[Saved entries]
....................

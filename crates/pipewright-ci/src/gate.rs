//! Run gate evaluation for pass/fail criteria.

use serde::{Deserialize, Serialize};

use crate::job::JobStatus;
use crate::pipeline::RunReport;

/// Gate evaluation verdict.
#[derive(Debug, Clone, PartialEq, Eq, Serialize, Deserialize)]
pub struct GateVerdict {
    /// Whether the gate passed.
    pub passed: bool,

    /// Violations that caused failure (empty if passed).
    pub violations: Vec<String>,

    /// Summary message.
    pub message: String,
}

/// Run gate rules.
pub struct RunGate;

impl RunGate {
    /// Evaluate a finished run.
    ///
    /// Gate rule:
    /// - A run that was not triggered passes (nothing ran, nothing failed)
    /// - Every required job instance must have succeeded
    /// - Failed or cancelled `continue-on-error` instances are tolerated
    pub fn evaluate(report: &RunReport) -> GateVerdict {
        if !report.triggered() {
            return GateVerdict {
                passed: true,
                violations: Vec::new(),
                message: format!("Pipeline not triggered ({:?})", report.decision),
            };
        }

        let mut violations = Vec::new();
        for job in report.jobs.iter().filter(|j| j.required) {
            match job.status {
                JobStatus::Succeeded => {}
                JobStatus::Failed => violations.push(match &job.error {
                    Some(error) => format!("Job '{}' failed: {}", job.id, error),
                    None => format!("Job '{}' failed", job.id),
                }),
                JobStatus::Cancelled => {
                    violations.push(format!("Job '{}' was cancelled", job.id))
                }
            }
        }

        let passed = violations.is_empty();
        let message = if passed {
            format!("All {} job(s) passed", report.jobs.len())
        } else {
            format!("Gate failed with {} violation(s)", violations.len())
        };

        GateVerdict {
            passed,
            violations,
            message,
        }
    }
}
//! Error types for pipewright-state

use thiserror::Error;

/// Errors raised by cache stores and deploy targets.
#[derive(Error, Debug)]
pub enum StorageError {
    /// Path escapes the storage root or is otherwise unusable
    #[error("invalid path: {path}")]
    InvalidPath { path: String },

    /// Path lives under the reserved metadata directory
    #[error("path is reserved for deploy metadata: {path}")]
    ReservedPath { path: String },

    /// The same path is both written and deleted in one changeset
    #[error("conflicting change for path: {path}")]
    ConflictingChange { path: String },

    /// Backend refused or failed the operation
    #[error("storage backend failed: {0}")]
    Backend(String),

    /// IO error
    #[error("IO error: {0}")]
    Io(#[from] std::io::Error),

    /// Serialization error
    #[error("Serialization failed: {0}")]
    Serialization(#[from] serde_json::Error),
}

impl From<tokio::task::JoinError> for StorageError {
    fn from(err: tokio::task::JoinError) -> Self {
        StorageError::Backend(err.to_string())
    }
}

....................

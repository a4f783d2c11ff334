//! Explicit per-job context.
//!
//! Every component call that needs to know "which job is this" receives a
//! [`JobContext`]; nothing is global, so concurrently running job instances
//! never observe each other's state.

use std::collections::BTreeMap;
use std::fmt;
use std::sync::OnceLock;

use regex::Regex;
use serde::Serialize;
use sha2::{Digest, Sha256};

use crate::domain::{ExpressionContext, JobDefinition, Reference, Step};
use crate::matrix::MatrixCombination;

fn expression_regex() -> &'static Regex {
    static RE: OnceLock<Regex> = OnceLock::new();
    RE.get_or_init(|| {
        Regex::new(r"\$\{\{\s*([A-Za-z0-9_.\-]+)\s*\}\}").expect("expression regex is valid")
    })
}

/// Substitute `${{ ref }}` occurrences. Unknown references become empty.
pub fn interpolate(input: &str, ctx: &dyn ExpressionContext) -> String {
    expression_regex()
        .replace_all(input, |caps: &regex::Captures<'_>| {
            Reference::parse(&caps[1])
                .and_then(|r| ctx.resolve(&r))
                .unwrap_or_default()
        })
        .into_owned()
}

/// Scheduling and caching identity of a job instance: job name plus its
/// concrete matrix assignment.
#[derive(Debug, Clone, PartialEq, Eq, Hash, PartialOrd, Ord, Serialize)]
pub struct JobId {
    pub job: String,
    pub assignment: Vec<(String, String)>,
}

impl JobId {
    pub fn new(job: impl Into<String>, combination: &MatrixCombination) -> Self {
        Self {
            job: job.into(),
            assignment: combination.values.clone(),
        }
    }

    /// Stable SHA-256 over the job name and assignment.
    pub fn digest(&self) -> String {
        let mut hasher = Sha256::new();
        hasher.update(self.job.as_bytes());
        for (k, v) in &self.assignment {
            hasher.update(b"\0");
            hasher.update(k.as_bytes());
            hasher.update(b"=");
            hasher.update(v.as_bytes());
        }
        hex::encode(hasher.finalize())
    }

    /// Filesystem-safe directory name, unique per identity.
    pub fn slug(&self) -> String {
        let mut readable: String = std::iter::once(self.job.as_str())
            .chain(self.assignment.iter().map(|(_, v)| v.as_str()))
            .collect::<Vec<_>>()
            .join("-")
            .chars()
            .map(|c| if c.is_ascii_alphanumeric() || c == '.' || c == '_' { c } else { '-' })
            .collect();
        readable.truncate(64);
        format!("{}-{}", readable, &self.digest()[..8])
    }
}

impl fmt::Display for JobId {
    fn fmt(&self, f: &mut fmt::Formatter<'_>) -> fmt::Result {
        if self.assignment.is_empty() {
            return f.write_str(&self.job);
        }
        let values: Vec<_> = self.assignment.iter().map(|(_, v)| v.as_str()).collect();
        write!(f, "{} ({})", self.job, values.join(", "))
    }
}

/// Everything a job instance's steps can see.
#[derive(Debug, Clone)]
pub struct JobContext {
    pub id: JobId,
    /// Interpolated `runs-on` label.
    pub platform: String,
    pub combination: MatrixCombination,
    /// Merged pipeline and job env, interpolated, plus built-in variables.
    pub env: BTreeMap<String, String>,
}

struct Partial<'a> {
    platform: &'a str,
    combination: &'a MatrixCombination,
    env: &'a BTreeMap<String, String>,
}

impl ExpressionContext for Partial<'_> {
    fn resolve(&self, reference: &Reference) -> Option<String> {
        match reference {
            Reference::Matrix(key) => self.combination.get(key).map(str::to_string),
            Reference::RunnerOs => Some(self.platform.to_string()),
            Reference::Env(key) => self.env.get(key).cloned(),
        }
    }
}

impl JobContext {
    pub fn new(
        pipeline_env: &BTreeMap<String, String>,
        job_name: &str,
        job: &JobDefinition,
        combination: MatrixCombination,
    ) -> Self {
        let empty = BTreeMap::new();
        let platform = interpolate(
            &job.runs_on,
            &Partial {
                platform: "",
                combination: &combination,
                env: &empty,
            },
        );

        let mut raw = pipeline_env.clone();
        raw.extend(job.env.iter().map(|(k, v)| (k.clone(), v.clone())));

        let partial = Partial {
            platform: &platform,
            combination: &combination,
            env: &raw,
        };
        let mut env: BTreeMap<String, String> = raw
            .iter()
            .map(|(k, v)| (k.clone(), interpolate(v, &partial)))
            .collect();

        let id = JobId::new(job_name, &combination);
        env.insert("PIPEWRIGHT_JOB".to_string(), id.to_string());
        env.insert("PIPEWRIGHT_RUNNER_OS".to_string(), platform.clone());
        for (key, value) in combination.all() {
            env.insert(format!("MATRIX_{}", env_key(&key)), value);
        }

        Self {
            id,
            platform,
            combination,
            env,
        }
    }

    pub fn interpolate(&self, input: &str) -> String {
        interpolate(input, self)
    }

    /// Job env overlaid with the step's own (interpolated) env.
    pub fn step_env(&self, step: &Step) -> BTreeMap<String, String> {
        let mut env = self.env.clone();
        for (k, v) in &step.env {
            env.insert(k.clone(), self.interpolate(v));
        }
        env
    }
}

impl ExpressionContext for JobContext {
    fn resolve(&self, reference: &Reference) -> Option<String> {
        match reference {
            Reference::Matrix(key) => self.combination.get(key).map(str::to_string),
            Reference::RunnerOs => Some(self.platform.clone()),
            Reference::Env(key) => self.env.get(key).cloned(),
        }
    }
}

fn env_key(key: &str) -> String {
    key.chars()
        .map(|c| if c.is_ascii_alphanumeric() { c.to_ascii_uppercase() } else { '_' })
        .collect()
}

....................

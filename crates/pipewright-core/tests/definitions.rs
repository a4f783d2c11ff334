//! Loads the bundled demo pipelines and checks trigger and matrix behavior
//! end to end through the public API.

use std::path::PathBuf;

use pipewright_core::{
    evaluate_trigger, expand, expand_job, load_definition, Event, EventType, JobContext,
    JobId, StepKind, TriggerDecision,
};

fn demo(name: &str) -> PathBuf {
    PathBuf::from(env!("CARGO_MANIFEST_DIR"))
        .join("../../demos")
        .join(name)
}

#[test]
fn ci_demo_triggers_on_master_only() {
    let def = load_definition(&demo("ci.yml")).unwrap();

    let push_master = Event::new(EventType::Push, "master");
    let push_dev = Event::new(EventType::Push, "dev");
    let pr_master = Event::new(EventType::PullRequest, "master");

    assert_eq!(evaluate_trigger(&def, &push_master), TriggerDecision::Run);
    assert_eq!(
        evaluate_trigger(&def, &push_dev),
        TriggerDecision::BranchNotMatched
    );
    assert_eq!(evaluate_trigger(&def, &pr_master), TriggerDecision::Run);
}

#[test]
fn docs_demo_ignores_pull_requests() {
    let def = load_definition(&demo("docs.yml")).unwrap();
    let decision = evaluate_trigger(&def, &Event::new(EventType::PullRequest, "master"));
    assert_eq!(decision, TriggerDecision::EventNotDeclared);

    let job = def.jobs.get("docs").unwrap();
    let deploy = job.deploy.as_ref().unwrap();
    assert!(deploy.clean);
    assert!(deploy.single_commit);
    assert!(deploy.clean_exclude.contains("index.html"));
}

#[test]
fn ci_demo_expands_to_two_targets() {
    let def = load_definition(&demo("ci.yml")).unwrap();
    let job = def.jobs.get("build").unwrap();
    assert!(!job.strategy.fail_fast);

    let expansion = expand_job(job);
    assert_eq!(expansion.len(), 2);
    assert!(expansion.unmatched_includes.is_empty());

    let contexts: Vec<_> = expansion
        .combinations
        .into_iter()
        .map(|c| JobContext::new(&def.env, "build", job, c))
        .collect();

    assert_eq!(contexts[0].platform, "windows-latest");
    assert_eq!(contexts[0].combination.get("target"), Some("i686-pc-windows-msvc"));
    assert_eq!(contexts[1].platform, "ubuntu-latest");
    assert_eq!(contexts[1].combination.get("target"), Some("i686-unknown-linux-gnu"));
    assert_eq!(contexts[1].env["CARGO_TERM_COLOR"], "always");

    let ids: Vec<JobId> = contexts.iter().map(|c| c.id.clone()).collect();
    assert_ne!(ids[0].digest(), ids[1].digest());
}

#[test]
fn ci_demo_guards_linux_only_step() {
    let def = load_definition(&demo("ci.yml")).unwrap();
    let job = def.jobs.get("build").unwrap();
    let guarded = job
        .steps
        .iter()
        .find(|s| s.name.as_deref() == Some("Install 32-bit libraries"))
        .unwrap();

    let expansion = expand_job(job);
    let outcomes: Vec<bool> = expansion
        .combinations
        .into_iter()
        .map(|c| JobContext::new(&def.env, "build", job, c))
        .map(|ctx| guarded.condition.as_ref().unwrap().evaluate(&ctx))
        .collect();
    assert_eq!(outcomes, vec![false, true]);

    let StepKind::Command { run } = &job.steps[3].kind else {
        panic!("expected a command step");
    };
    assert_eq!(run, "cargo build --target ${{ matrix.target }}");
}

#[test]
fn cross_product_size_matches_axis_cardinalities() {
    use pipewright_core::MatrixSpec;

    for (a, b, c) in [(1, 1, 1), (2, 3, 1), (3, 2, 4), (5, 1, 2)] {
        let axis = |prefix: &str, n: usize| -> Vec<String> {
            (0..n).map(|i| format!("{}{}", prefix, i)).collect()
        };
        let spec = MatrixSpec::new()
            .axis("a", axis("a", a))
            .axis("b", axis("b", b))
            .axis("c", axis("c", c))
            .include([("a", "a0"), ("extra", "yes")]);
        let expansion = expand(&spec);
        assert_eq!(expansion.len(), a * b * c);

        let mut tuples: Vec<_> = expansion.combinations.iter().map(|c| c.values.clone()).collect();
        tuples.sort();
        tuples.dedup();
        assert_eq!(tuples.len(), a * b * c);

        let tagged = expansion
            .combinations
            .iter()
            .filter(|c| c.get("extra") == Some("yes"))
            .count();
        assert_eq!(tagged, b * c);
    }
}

....................

WORK TASK: Look back at the data above. Transcribe exactly the lines starting at the line that contains "for job in report.jobs.iter().filter(|j|" and ending at the line that contains "reserved metadata directory".

EXERCISE RESPONSE:
        for job in report.jobs.iter().filter(|j| j.required) {
            match job.status {
                JobStatus::Succeeded => {}
                JobStatus::Failed => violations.push(match &job.error {
                    Some(error) => format!("Job '{}' failed: {}", job.id, error),
                    None => format!("Job '{}' failed", job.id),
                }),
                JobStatus::Cancelled => {
                    violations.push(format!("Job '{}' was cancelled", job.id))
                }
            }
        }

        let passed = violations.is_empty();
        let message = if passed {
            format!("All {} job(s) passed", report.jobs.len())
        } else {
            format!("Gate failed with {} violation(s)", violations.len())
        };

        GateVerdict {
            passed,
            violations,
            message,
        }
    }
}
//! Error types for pipewright-state

use thiserror::Error;

/// Errors raised by cache stores and deploy targets.
#[derive(Error, Debug)]
pub enum StorageError {
    /// Path escapes the storage root or is otherwise unusable
    #[error("invalid path: {path}")]
    InvalidPath { path: String },

    /// Path lives under the reserved metadata directory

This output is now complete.